» **TASK BRIEF**
Determine how many lines in the records hold "serde", then give that number by itself.

» **GIVEN INFORMATION**

■ ■ ■ ■

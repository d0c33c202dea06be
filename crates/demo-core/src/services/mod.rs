//! Demo environment services

pub mod sample_data;
pub mod invoice_starter;

use std::sync::Arc;

use crate::clock::EngineClock;
use crate::ports::{
    AuthorizationService, FilterService, IdentityService, MetricsReporter, RepositoryService,
    RuntimeService, TaskService,
};

pub use invoice_starter::{InvoiceInstanceStarter, StartOutcome};
pub use sample_data::{SampleDataGenerator, SeedOptions, SeedOutcome, SeedReport, SeedStep};

/// Handles to every engine service the demo code talks to.
#[derive(Clone)]
pub struct EngineServices {
    pub identity: Arc<dyn IdentityService>,
    pub authorizations: Arc<dyn AuthorizationService>,
    pub filters: Arc<dyn FilterService>,
    pub tasks: Arc<dyn TaskService>,
    pub runtime: Arc<dyn RuntimeService>,
    pub repository: Arc<dyn RepositoryService>,
    pub metrics: Arc<dyn MetricsReporter>,
    pub clock: Arc<EngineClock>,
}

impl EngineServices {
    pub fn sample_data_generator(&self, options: SeedOptions) -> SampleDataGenerator {
        SampleDataGenerator::new(
            self.identity.clone(),
            self.authorizations.clone(),
            self.filters.clone(),
            options,
        )
    }
}
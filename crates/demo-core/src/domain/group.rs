//! Groups and memberships

use serde::{Deserialize, Serialize};

/// Classification tag of a group.
#[derive(Debug, Clone, Copy, PartialEq, Eq, Serialize, Deserialize)]
#[serde(rename_all = "UPPERCASE")]
pub enum GroupType {
    Workflow,
    System,
}

impl GroupType {
    pub fn as_str(&self) -> &'static str {
        match self {
            GroupType::Workflow => "WORKFLOW",
            GroupType::System => "SYSTEM",
        }
    }
}

#[derive(Debug, Clone, PartialEq, Serialize, Deserialize)]
pub struct Group {
    pub id: String,
    pub name: String,
    pub group_type: GroupType,
}

impl Group {
    pub fn new(id: &str, name: &str, group_type: GroupType) -> Self {
        Self {
            id: id.to_string(),
            name: name.to_string(),
            group_type,
        }
    }
}

/// User-group relation.
#[derive(Debug, Clone, PartialEq, Eq, Hash, PartialOrd, Ord, Serialize, Deserialize)]
pub struct Membership {
    pub user_id: String,
    pub group_id: String,
}

impl Membership {
    pub fn new(user_id: &str, group_id: &str) -> Self {
        Self {
            user_id: user_id.to_string(),
            group_id: group_id.to_string(),
        }
    }
}
//! User tasks and comments

use chrono::{DateTime, Utc};
use serde::{Deserialize, Serialize};
use uuid::Uuid;

#[derive(Debug, Clone, PartialEq, Serialize, Deserialize)]
pub struct Task {
    pub id: Uuid,
    pub name: String,
    /// Activity id in the process model.
    pub task_definition_key: String,
    pub process_instance_id: Uuid,
    pub process_definition_id: String,
    pub assignee: Option<String>,
    pub candidate_groups: Vec<String>,
    pub created_at: DateTime<Utc>,
}

impl Task {
    pub fn is_unassigned(&self) -> bool {
        self.assignee.is_none()
    }

    pub fn has_candidate_group(&self, groups: &[String]) -> bool {
        self.candidate_groups.iter().any(|g| groups.contains(g))
    }
}

/// A note left on a task or process instance.
#[derive(Debug, Clone, PartialEq, Serialize, Deserialize)]
pub struct Comment {
    pub id: Uuid,
    pub task_id: Option<Uuid>,
    pub process_instance_id: Uuid,
    pub user_id: String,
    pub message: String,
    pub time: DateTime<Utc>,
}

#[derive(Debug, Clone, Copy, PartialEq, Eq, Serialize, Deserialize)]
pub enum TaskOperation {
    Claim,
    Complete,
}

/// Who claimed or completed a task, and when.
#[derive(Debug, Clone, PartialEq, Serialize, Deserialize)]
pub struct TaskOperationEntry {
    pub task_id: Uuid,
    pub process_instance_id: Uuid,
    pub operation: TaskOperation,
    pub user_id: String,
    pub time: DateTime<Utc>,
}
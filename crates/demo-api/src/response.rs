//! API Response wrapper

use serde::Serialize;
use chrono::Utc;

#[derive(Serialize)]
pub struct ApiResponse<T: Serialize> {
    pub success: bool,
    pub data: Option<T>,
    pub error: Option<ErrorBody>,
    pub timestamp: String,
}

#[derive(Serialize)]
pub struct ErrorBody {
    pub code: String,
    pub message: String,
}

impl<T: Serialize> ApiResponse<T> {
    pub fn success(data: T) -> Self {
        Self {
            success: true,
            data: Some(data),
            error: None,
            timestamp: Utc::now().to_rfc3339(),
        }
    }

    pub fn error(code: &str, message: &str) -> Self {
        Self {
            success: false,
            data: None,
            error: Some(ErrorBody {
                code: code.to_string(),
                message: message.to_string(),
            }),
            timestamp: Utc::now().to_rfc3339(),
        }
    }
}
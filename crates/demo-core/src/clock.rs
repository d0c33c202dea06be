//! Engine time source
//!
//! The engine stamps instances, tasks and comments with [`EngineClock::now`].
//! Demo fixtures move that notion of "now" through a [`ClockOverride`] guard,
//! which puts the previous time source back when it goes out of scope,
//! including on early returns and errors. Guards nest.

use chrono::{DateTime, Utc};
use parking_lot::RwLock;
use std::sync::Arc;
use tracing::debug;

pub trait Clock: Send + Sync {
    fn now(&self) -> DateTime<Utc>;
}

pub struct SystemClock;

impl Clock for SystemClock {
    fn now(&self) -> DateTime<Utc> {
        Utc::now()
    }
}

/// Clock shared by the engine and everything that needs to backdate work.
pub struct EngineClock {
    base: Arc<dyn Clock>,
    current_override: RwLock<Option<DateTime<Utc>>>,
}

impl EngineClock {
    pub fn system() -> Self {
        Self::with_base(Arc::new(SystemClock))
    }

    pub fn with_base(base: Arc<dyn Clock>) -> Self {
        Self {
            base,
            current_override: RwLock::new(None),
        }
    }

    pub fn now(&self) -> DateTime<Utc> {
        let pinned = *self.current_override.read();
        pinned.unwrap_or_else(|| self.base.now())
    }

    pub fn is_overridden(&self) -> bool {
        self.current_override.read().is_some()
    }

    /// Pins "now" to `at` until the returned guard is dropped.
    pub fn travel_to(&self, at: DateTime<Utc>) -> ClockOverride<'_> {
        debug!(at = %at, "Overriding engine clock");
        let previous = self.current_override.write().replace(at);
        ClockOverride { clock: self, previous }
    }

    fn restore(&self, previous: Option<DateTime<Utc>>) {
        *self.current_override.write() = previous;
        match previous {
            Some(at) => debug!(at = %at, "Engine clock back to the outer override"),
            None => debug!("Engine clock reset to real time"),
        }
    }
}

impl Default for EngineClock {
    fn default() -> Self {
        Self::system()
    }
}

impl Clock for EngineClock {
    fn now(&self) -> DateTime<Utc> {
        EngineClock::now(self)
    }
}

/// Scoped clock override. Dropping it restores whatever was in effect
/// before it was taken.
#[must_use = "the override ends as soon as the guard is dropped"]
pub struct ClockOverride<'a> {
    clock: &'a EngineClock,
    previous: Option<DateTime<Utc>>,
}

impl ClockOverride<'_> {
    /// Moves the pinned time while keeping the override active.
    pub fn set(&self, at: DateTime<Utc>) {
        *self.clock.current_override.write() = Some(at);
    }

    pub fn now(&self) -> DateTime<Utc> {
        self.clock.now()
    }
}

impl Drop for ClockOverride<'_> {
    fn drop(&mut self) {
        self.clock.restore(self.previous);
    }
}

#[cfg(test)]
mod tests {
    use super::*;
    use chrono::{Duration, TimeZone};

    struct FixedClock(DateTime<Utc>);

    impl Clock for FixedClock {
        fn now(&self) -> DateTime<Utc> {
            self.0
        }
    }

    fn fixed() -> (DateTime<Utc>, EngineClock) {
        let at = Utc.with_ymd_and_hms(2024, 3, 15, 9, 30, 0).unwrap();
        (at, EngineClock::with_base(Arc::new(FixedClock(at))))
    }

    #[test]
    fn test_override_is_scoped() {
        let (real, clock) = fixed();
        {
            let guard = clock.travel_to(real - Duration::days(14));
            assert_eq!(clock.now(), real - Duration::days(14));
            guard.set(real - Duration::days(1));
            assert_eq!(guard.now(), real - Duration::days(1));
            assert!(clock.is_overridden());
        }
        assert!(!clock.is_overridden());
        assert_eq!(clock.now(), real);
    }

    #[test]
    fn test_reset_on_error_path() {
        let (real, clock) = fixed();
        let outcome: Result<(), &str> = (|| {
            let _guard = clock.travel_to(real - Duration::days(5));
            Err::<(), _>("boom")?;
            Ok(())
        })();
        assert!(outcome.is_err());
        assert_eq!(clock.now(), real);
    }

    #[test]
    fn test_nested_override_restores_outer() {
        let (real, clock) = fixed();
        let outer = clock.travel_to(real - Duration::days(14));
        {
            let _inner = clock.travel_to(real - Duration::days(5));
            assert_eq!(clock.now(), real - Duration::days(5));
        }
        assert_eq!(clock.now(), real - Duration::days(14));
        assert!(clock.is_overridden());
        drop(outer);
        assert_eq!(clock.now(), real);
    }
}
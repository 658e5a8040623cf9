//! Error types for chapterquiz.
//!
//! Library crates use [`QuizError`] via `thiserror`.
//! The CLI wraps this with `color-eyre` for rich diagnostics.

use std::path::PathBuf;

/// Top-level error type for all chapterquiz operations.
///
/// Every workflow step reports failure through one of these kinds; the graph
/// engine stops at the first one it sees.
#[derive(Debug, thiserror::Error)]
pub enum QuizError {
    /// Malformed or conflicting request input.
    #[error("input error: {message}")]
    Input { message: String },

    /// Object storage locator could not be parsed or fetched.
    #[error("storage error: {0}")]
    Storage(String),

    /// A required identifier or setting is missing.
    #[error("config error: {message}")]
    Config { message: String },

    /// Model call or model output failure at book level.
    #[error("generation error: {0}")]
    Generation(String),

    /// Question store or chunk index read/write failure.
    #[error("persistence error: {0}")]
    Persistence(String),

    /// No record exists for the requested key.
    #[error("not found: {message}")]
    NotFound { message: String },

    /// A grading batch references data that does not exist.
    #[error("validation error: {message}")]
    Validation { message: String },

    /// Filesystem I/O error.
    #[error("I/O error at {path:?}: {source}")]
    Io {
        path: PathBuf,
        source: std::io::Error,
    },

    /// Graph compilation or routing fault inside the workflow engine.
    #[error("workflow error: {0}")]
    Workflow(String),
}

/// Convenience alias used throughout the codebase.
pub type Result<T> = std::result::Result<T, QuizError>;

impl QuizError {
    /// Create an input error from any displayable message.
    pub fn input(msg: impl Into<String>) -> Self {
        Self::Input {
            message: msg.into(),
        }
    }

    /// Create a config error from any displayable message.
    pub fn config(msg: impl Into<String>) -> Self {
        Self::Config {
            message: msg.into(),
        }
    }

    /// Create a not-found error from any displayable message.
    pub fn not_found(msg: impl Into<String>) -> Self {
        Self::NotFound {
            message: msg.into(),
        }
    }

    /// Create a validation error from any displayable message.
    pub fn validation(msg: impl Into<String>) -> Self {
        Self::Validation {
            message: msg.into(),
        }
    }

    /// Wrap a `std::io::Error` with a path for context.
    pub fn io(path: impl Into<PathBuf>, source: std::io::Error) -> Self {
        Self::Io {
            path: path.into(),
            source,
        }
    }

    /// Short machine-readable name of the error kind.
    pub fn kind(&self) -> &'static str {
        match self {
            Self::Input { .. } => "input_error",
            Self::Storage(_) => "storage_error",
            Self::Config { .. } => "config_error",
            Self::Generation(_) => "generation_error",
            Self::Persistence(_) => "persistence_error",
            Self::NotFound { .. } => "not_found",
            Self::Validation { .. } => "validation_error",
            Self::Io { .. } => "io_error",
            Self::Workflow(_) => "workflow_error",
        }
    }

    /// Whether the caller can fix this by changing the request.
    ///
    /// Collaborator, storage and model failures are internal.
    pub fn is_client_fault(&self) -> bool {
        matches!(
            self,
            Self::Input { .. } | Self::Config { .. } | Self::NotFound { .. } | Self::Validation { .. }
        )
    }
}

#[cfg(test)]
mod tests {
    use super::*;

    #[test]
    fn error_display_formatting() {
        let err = QuizError::input("Provide either an uploaded file or an S3 URL, not both");
        assert_eq!(
            err.to_string(),
            "input error: Provide either an uploaded file or an S3 URL, not both"
        );

        let err = QuizError::validation("Invalid question_id: 999");
        assert!(err.to_string().contains("999"));
    }

    #[test]
    fn client_faults_are_classified() {
        assert!(QuizError::input("x").is_client_fault());
        assert!(QuizError::validation("x").is_client_fault());
        assert!(QuizError::not_found("x").is_client_fault());
        assert!(!QuizError::Storage("x".into()).is_client_fault());
        assert!(!QuizError::Generation("x".into()).is_client_fault());
        assert!(!QuizError::Persistence("x".into()).is_client_fault());
    }

    #[test]
    fn kind_names() {
        assert_eq!(QuizError::Workflow("x".into()).kind(), "workflow_error");
        assert_eq!(QuizError::not_found("x").kind(), "not_found");
    }
}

■ ■ ■ ■

» **RESPONSE AREA**
4